In Africa, the seams show faster
POPIA, KYC regulation sharper SAFPS expectations (link below). The compliance bar in this market is rising while customer patience is shortening. And every new geography means rebuilding identity logic from scratch when it lives across seven different systems.
And the threat side is getting louder. Impersonation fraud listed by the Southern African Fraud Prevention Service spiked 38% in 2024 alone (SAFPS, 2024). That isn’t a vendor problem. It’s the system being tested at a pressure no point-solution architecture was designed to absorb.
We see this everywhere we work. Telcos, automotive, financial services, you name it. Different industries, same patchwork: identity logic spread across half a dozen vendors, each solving a slice, none seeing the whole.

Strategy isn’t the problem. Implementing it is.
Most enterprises already have an identity strategy. The challenge isn’t deciding what good looks like. It’s executing it across every channel, every regulatory checkbox, every market.
And in the age of the empowered digital customer, that execution is only getting harder. Customers expect frictionless. Regulators expect rigour. Boards expect both, at speed. Holding all of that together on a patchwork worked at smaller scale. At enterprise volume, across multiple markets, with shifting compliance baselines and rising fraud sophistication, it quietly becomes the thing limiting how fast the business can move.
An Integrated Identity Platform isn’t the strategy. It’s how the strategy gets delivered across the journey.
Liminal Strategy Partners, the independent firm tracking this market globally, has named Contactable the No. 1 Integrated Identity Platform in Africa and Regional Leader for Middle East & Africa. They also track the economics: enterprises see a 15.3x return for every $1 spent on an IIP, through fewer abandonments, lower fraud and faster decisioning (Liminal Executive Summit, 2023).
Most enterprises don’t lack an identity strategy. They lack a way to execute one across the journey, at speed, without the seams showing.
The one question worth asking your CIO this week
“If our regulator audited us tomorrow, could we produce a single audit trail across identity, compliance and fraud, or would we be stitching it together from four dashboards?”
The answer tells you whether you able to implement your strategy.
If your team is running four or more identity vendors and you’d like to compare notes, email or DM me on LinkedIn.
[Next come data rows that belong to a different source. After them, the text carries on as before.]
// SPDX-License-Identifier: BUSL-1.1
// Copyright (c) 2026 Alfred Jean LLC

//! Client for a [`StoreServer`](crate::StoreServer)
//!
//! Keeps a small pool of idle connections. A failure is retried only while
//! the request has not been fully written, so a command never runs twice.

use std::sync::{Arc, Mutex};
use std::time::Duration;

use async_trait::async_trait;
use serde::{Deserialize, Serialize};
use tokio::net::TcpStream;
use tokio::time::Instant;

use crate::auth::{answer_challenge, deliver_challenge};
use crate::command::{Command, Reply};
use crate::error::StoreError;
use crate::protocol::{self, ProtocolError, Request, Response, StreamChannel, PROTOCOL_VERSION};
use crate::store::Store;

/// Idle connections kept for reuse
const MAX_IDLE: usize = 16;

/// Connection settings for a remote store
#[derive(Debug, Clone, PartialEq, Eq, Serialize, Deserialize)]
#[serde(default)]
pub struct RemoteConfig {
    pub address: String,
    /// Shared key for the mutual challenge; `None` disables authentication
    #[serde(skip_serializing_if = "Option::is_none")]
    pub authkey: Option<String>,
    #[serde(with = "humantime_serde")]
    pub connect_timeout: Duration,
    #[serde(with = "humantime_serde")]
    pub request_timeout: Duration,
    /// Longest single server-side wait of a blocking pop
    #[serde(with = "humantime_serde")]
    pub block_slice: Duration,
    pub max_attempts: u32,
    #[serde(with = "humantime_serde")]
    pub retry_backoff: Duration,
}

impl Default for RemoteConfig {
    fn default() -> Self {
        Self {
            address: "127.0.0.1:7477".to_string(),
            authkey: None,
            connect_timeout: Duration::from_secs(5),
            request_timeout: Duration::from_secs(5),
            block_slice: Duration::from_secs(1),
            max_attempts: 3,
            retry_backoff: Duration::from_millis(50),
        }
    }
}

impl RemoteConfig {
    pub fn new(address: impl Into<String>) -> Self {
        Self {
            address: address.into(),
            ..Self::default()
        }
    }

    pub fn with_authkey(mut self, authkey: impl Into<String>) -> Self {
        self.authkey = Some(authkey.into());
        self
    }
}

struct Pool {
    config: RemoteConfig,
    idle: Mutex<Vec<TcpStream>>,
}

/// Store backend reached over TCP
#[derive(Clone)]
pub struct RemoteStore {
    pool: Arc<Pool>,
}

fn protocol_error(e: ProtocolError) -> StoreError {
    match e {
        ProtocolError::Timeout => StoreError::Timeout,
        ProtocolError::ConnectionClosed => {
            StoreError::Unavailable("connection closed by server".to_string())
        }
        other => StoreError::Protocol(other),
    }
}

impl RemoteStore {
    /// Create a client without contacting the server
    pub fn new(config: RemoteConfig) -> Self {
        Self {
            pool: Arc::new(Pool {
                config,
                idle: Mutex::new(Vec::new()),
            }),
        }
    }

    /// Create a client and verify the server is reachable
    pub async fn connect(config: RemoteConfig) -> Result<Self, StoreError> {
        let store = Self::new(config);
        let stream = store.open().await?;
        store.checkin(stream);
        Ok(store)
    }

    pub fn config(&self) -> &RemoteConfig {
        &self.pool.config
    }

    fn checkout(&self) -> Option<TcpStream> {
        self.pool
            .idle
            .lock()
            .unwrap_or_else(|e| e.into_inner())
            .pop()
    }

    fn checkin(&self, stream: TcpStream) {
        let mut idle = self.pool.idle.lock().unwrap_or_else(|e| e.into_inner());
        if idle.len() < MAX_IDLE {
            idle.push(stream);
        }
    }

    async fn open(&self) -> Result<TcpStream, StoreError> {
        let config = &self.pool.config;
        let mut stream = tokio::time::timeout(
            config.connect_timeout,
            TcpStream::connect(&config.address),
        )
        .await
        .map_err(|_| StoreError::Timeout)?
        .map_err(|e| StoreError::Unavailable(format!("{}: {}", config.address, e)))?;
        stream.set_nodelay(true)?;

        if let Some(key) = &config.authkey {
            let mut channel = StreamChannel::new(&mut stream, config.request_timeout);
            answer_challenge(&mut channel, key.as_bytes()).await?;
            deliver_challenge(&mut channel, key.as_bytes()).await?;
        }

        let hello = Request::Hello {
            version: PROTOCOL_VERSION.to_string(),
        };
        protocol::write_request(&mut stream, &hello, config.request_timeout)
            .await
            .map_err(protocol_error)?;
        match protocol::read_response(&mut stream, config.request_timeout)
            .await
            .map_err(protocol_error)?
        {
            Response::Hello { version } if version == PROTOCOL_VERSION => {}
            Response::Hello { version } => {
                return Err(StoreError::Protocol(ProtocolError::VersionMismatch {
                    ours: PROTOCOL_VERSION.to_string(),
                    theirs: version,
                }))
            }
            other => {
                return Err(StoreError::Protocol(ProtocolError::Unexpected(format!(
                    "{:?}",
                    other
                ))))
            }
        }

        tracing::debug!(address = %config.address, "store connection opened");
        Ok(stream)
    }

    /// Send one request, retrying while nothing has reached the server
    async fn round_trip(&self, command: Command, extra_wait: Duration) -> Result<Reply, StoreError> {
        let config = &self.pool.config;
        let request = Request::Execute { command };
        let data = protocol::encode(&request).map_err(protocol_error)?;

        let mut attempt: u32 = 0;
        let mut stream = loop {
            attempt += 1;
            let written = async {
                let mut stream = match self.checkout() {
                    Some(stream) => stream,
                    None => self.open().await?,
                };
                tokio::time::timeout(
                    config.request_timeout,
                    protocol::write_message(&mut stream, &data),
                )
                .await
                .map_err(|_| StoreError::Timeout)?
                .map_err(protocol_error)?;
                Ok::<_, StoreError>(stream)
            }
            .await;

            match written {
                Ok(stream) => break stream,
                Err(e) if e.is_transient() && attempt < config.max_attempts => {
                    tracing::warn!(attempt, error = %e, "store request not sent, retrying");
                    tokio::time::sleep(config.retry_backoff * attempt).await;
                }
                Err(e) => return Err(e),
            }
        };

        let response = protocol::read_message(&mut stream);
        let data = tokio::time::timeout(config.request_timeout + extra_wait, response)
            .await
            .map_err(|_| StoreError::Timeout)?
            .map_err(protocol_error)?;
        let response: Response = protocol::decode(&data).map_err(protocol_error)?;
        self.checkin(stream);

        match response {
            Response::Reply { reply } => Ok(reply),
            Response::Failed { failure } => Err(failure.into()),
            other => Err(StoreError::Protocol(ProtocolError::Unexpected(format!(
                "{:?}",
                other
            )))),
        }
    }

    /// Blocking pop split into bounded server-side waits
    async fn wait_pop(
        &self,
        keys: Vec<String>,
        timeout: Option<Duration>,
    ) -> Result<Reply, StoreError> {
        let slice = self.pool.config.block_slice;
        let deadline = timeout.map(|t| Instant::now() + t);
        loop {
            let wait = match deadline {
                Some(deadline) => deadline.saturating_duration_since(Instant::now()).min(slice),
                None => slice,
            };
            let command = Command::BLPop {
                keys: keys.clone(),
                timeout: Some(wait),
            };
            match self.round_trip(command, wait).await? {
                Reply::Popped(Some(popped)) => return Ok(Reply::Popped(Some(popped))),
                Reply::Popped(None) => {
                    if deadline.is_some_and(|d| Instant::now() >= d) {
                        return Ok(Reply::Popped(None));
                    }
                }
                _ => return Err(StoreError::unexpected("blpop")),
            }
        }
    }
}

#[async_trait]
impl Store for RemoteStore {
    async fn execute(&self, command: Command) -> Result<Reply, StoreError> {
        match command {
            Command::BLPop { keys, timeout } => self.wait_pop(keys, timeout).await,
            command => self.round_trip(command, Duration::ZERO).await,
        }
    }
}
Happy to share what we’ve learned across 15 African markets, working with telcos, automotive, financial services, you name it.
Shaun Strydom is the CEO of Contactable, Africa’s Integrated Identity Platform, named Regional Leader for Middle East & Africa by Liminal Strategy Partners. Contactable powers identity, compliance and fraud signals across the customer journey for telcos, banks and insurers in 15 African markets.
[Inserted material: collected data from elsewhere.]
// SPDX-License-Identifier: BUSL-1.1
// Copyright (c) 2026 Alfred Jean LLC

//! cumulus daemon (cumulusd)
//!
//! Serves one in-memory backing store over TCP so workers on different
//! hosts can share locks, queues and managed objects.

use std::path::PathBuf;

use anyhow::{Context as _, Result};
use clap::Parser;
use cumulus_core::config::AUTHKEY_ENV;
use cumulus_daemon::lifecycle::{self, DaemonConfig};
use tokio::signal::unix::{signal, SignalKind};
use tracing::info;

#[derive(Parser)]
#[command(name = "cumulusd", version, about = "Shared backing store for cumulus workers")]
struct Args {
    /// Address to listen on (defaults to the config file's store address)
    #[arg(long)]
    bind: Option<String>,

    /// Write logs to this file instead of stderr
    #[arg(long)]
    log_file: Option<PathBuf>,

    /// Client configuration file to take the address and authkey from
    #[arg(long)]
    config: Option<PathBuf>,
}

#[tokio::main]
async fn main() -> Result<()> {
    let args = Args::parse();

    let mut config = DaemonConfig::from_client_config(args.config.as_deref())
        .context("failed to load configuration")?;
    if let Some(bind) = args.bind {
        config.bind = bind;
    }
    if let Ok(key) = std::env::var(AUTHKEY_ENV) {
        config.authkey = Some(key);
    }
    config.log_path = args.log_file;

    let _log_guard = setup_logging(&config)?;

    let daemon = lifecycle::startup(&config).await?;

    let mut sigterm = signal(SignalKind::terminate())?;
    let mut sigint = signal(SignalKind::interrupt())?;

    info!(address = %daemon.local_addr(), "daemon ready");
    // Signal ready for a parent waiting on stdout
    println!("READY {}", daemon.local_addr());

    daemon
        .run_until(async move {
            tokio::select! {
                _ = sigterm.recv() => info!("Received SIGTERM, shutting down..."),
                _ = sigint.recv() => info!("Received SIGINT, shutting down..."),
            }
        })
        .await?;
    Ok(())
}

fn setup_logging(
    config: &DaemonConfig,
) -> Result<Option<tracing_appender::non_blocking::WorkerGuard>> {
    use tracing_subscriber::{fmt, prelude::*, EnvFilter};

    let filter = EnvFilter::try_from_default_env().unwrap_or_else(|_| EnvFilter::new("info"));

    let Some(log_path) = &config.log_path else {
        tracing_subscriber::registry()
            .with(filter)
            .with(fmt::layer().with_writer(std::io::stderr))
            .init();
        return Ok(None);
    };

    let dir = match log_path.parent() {
        Some(parent) if !parent.as_os_str().is_empty() => parent.to_path_buf(),
        _ => PathBuf::from("."),
    };
    std::fs::create_dir_all(&dir)
        .with_context(|| format!("failed to create log directory {}", dir.display()))?;
    let file_name = log_path
        .file_name()
        .with_context(|| format!("log path has no file name: {}", log_path.display()))?;

    let file_appender = tracing_appender::rolling::never(&dir, file_name);
    let (non_blocking, guard) = tracing_appender::non_blocking(file_appender);

    tracing_subscriber::registry()
        .with(filter)
        .with(fmt::layer().with_writer(non_blocking))
        .init();

    Ok(Some(guard))
}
Visit contactable.co.za | Follow us on LinkedIn | Facebook
FAQs
What’s the difference between an identity strategy and an identity stack?
A strategy is a coordinated plan for how identity supports growth across the journey: onboarding, fraud, compliance, authentication, recovery. A stack is what you end up with when each of those problems gets solved by a different vendor over time. Most enterprises think they have the first. The four dashboards they audit from tell a different story.
How many identity vendors does the average enterprise use?
Liminal’s 2024 research found 48% of enterprises run four or more vendors just for basic onboarding. At enterprise scale, the average KYC journey itself orchestrates around 10 point solutions, each one a seam to manage and audit. The cost compounds when those vendors stop sharing signals with each other.
What’s the ROI of consolidating onto an Integrated Identity Platform?
Liminal Strategy Partners measured a 15.3x return for every $1 invested in an IIP. The gains come from lower KYC abandonment, faster decisioning, lower fraud exposure, and audit-defensible logic across the journey. The longer enterprises wait, the more retrofitting the patchwork costs.